According to CNN and the the Washington Post, there are “zero” Syrian refugees in Saudi Arabia and many other neighboring countries, but we have first-hand accounts from refugees who live there after fleeing extreme violence in Syria.
Why the confusion? The UNHCR counts refugees using the 1951 Refugee Convention, among other protocols. Gulf states like Saudi Arabia, Kuwait, Qatar, and the UAE did not sign any UN protocols on refugees, so most refugees residing in these areas aren’t counted by agencies like the UNHCR.

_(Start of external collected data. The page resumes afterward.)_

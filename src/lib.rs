//! ZHA Device Exporter
//!
//! Polls a Home Assistant hub's WebSocket API for Zigbee (ZHA) device
//! telemetry and republishes it as Prometheus metrics or as device dumps.
//!
//! # Architecture
//!
//! ```text
//! ┌─────────────┐      WebSocket       ┌──────────────────────┐
//! │    Home     │ ◄─────────────────►  │     zha-exporter     │
//! │  Assistant  │  JSON text frames    │  ┌───────────────┐   │      text      ┌────────────┐
//! └─────────────┘                      │  │ DeviceManager │   │ ─────────────► │ textfile / │
//!                                      │  └───────────────┘   │   exposition   │   stdout   │
//!                                      │  ┌───────────────┐   │                └────────────┘
//!                                      │  │    Metrics    │   │
//!                                      │  └───────────────┘   │
//!                                      └──────────────────────┘
//! ```
//!
//! # Modules
//!
//! - [`zha`] - WebSocket client, handshake, request IDs and device types
//! - [`metrics`] - Prometheus metric definitions
//! - [`collectors`] - Per-scrape device collection
//! - [`exporter`] - Scrape loop and metric output
//! - [`format`] - Router-config-style device rendering
//! - [`config`] - Configuration management
//! - [`error`] - Error types
//!
//! # Quick Start
//!
//! ```no_run
//! use zha_exporter::{config::Config, zha};
//!
//! #[tokio::main]
//! async fn main() -> anyhow::Result<()> {
//!     let config = Config::load("config/Default.toml")?;
//!     for device in zha::fetch_devices(&config.homeassistant).await? {
//!         println!("{}", device.as_cisco());
//!     }
//!     Ok(())
//! }
//! ```

pub mod collectors;
pub mod config;
pub mod error;
pub mod exporter;
pub mod format;
pub mod metrics;
pub mod zha;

Meanwhile in Saudi Arabia, Syrians residing there are classified as “Arab brothers and sisters in distress” instead of “refugees.” We cannot ignore these people due to a difference in word choice. How can we ensure their safety in countries with regular human rights abuses? How can we ensure their safety if they are sent back to Syria? These people meet the UN definition of “refugee” just as much as any other Syrian fleeing the war torn country in Turkey, Lebanon, Jordan, and the EU. The refugee crisis is not “our" problem if it is blamed on Arab states, but this “human problem” is everyone’s responsibility. These people exist. These people should be safe.
BREAKDOWN BY COUNTRY
YEMEN: “Syrians arriving in Yemen are granted a three-month renewable visit visa, but many do not officially register with the UN for fear of being reported to Syrian authorities,” said Ghada Hassan, a spokesperson for UNOCHA. With Yemen's main cities largely evacuated, Hassan said Syrians, along with other Yemenis, have encountered challenges similar to those facing residents back in Syria, including a lack of employment, security, fuel, water, food, and medical services.
KUWAIT: In 2011, Kuwait banned entry to new Syrians but since then, they have lightened this policy and have released a statement saying that it would not deport Syrian nationals whose visas had expired.
UAE: Last year, the International Red Cross/ Red Crescent recognized the UAE as the world’s top humanitarian donor, in large part due to its support for displaced Syrians in Jordan.
OMAN: We have found no evidence of Syrian refugees in Oman, but they have taken in thousands of Yemeni refugees.
IRAN: We have found reports that Iran is recruiting Afghan refugees to fight in Syria, promising a monthly salary and residence permits in exchange for fighting.
BAHRAIN: There were reports that Bahrain was providing support to Syrian refugee camps in Jordan in an attempt to naturalize Sunni Syrian refugees, however this has been denied by Bahrain’s government.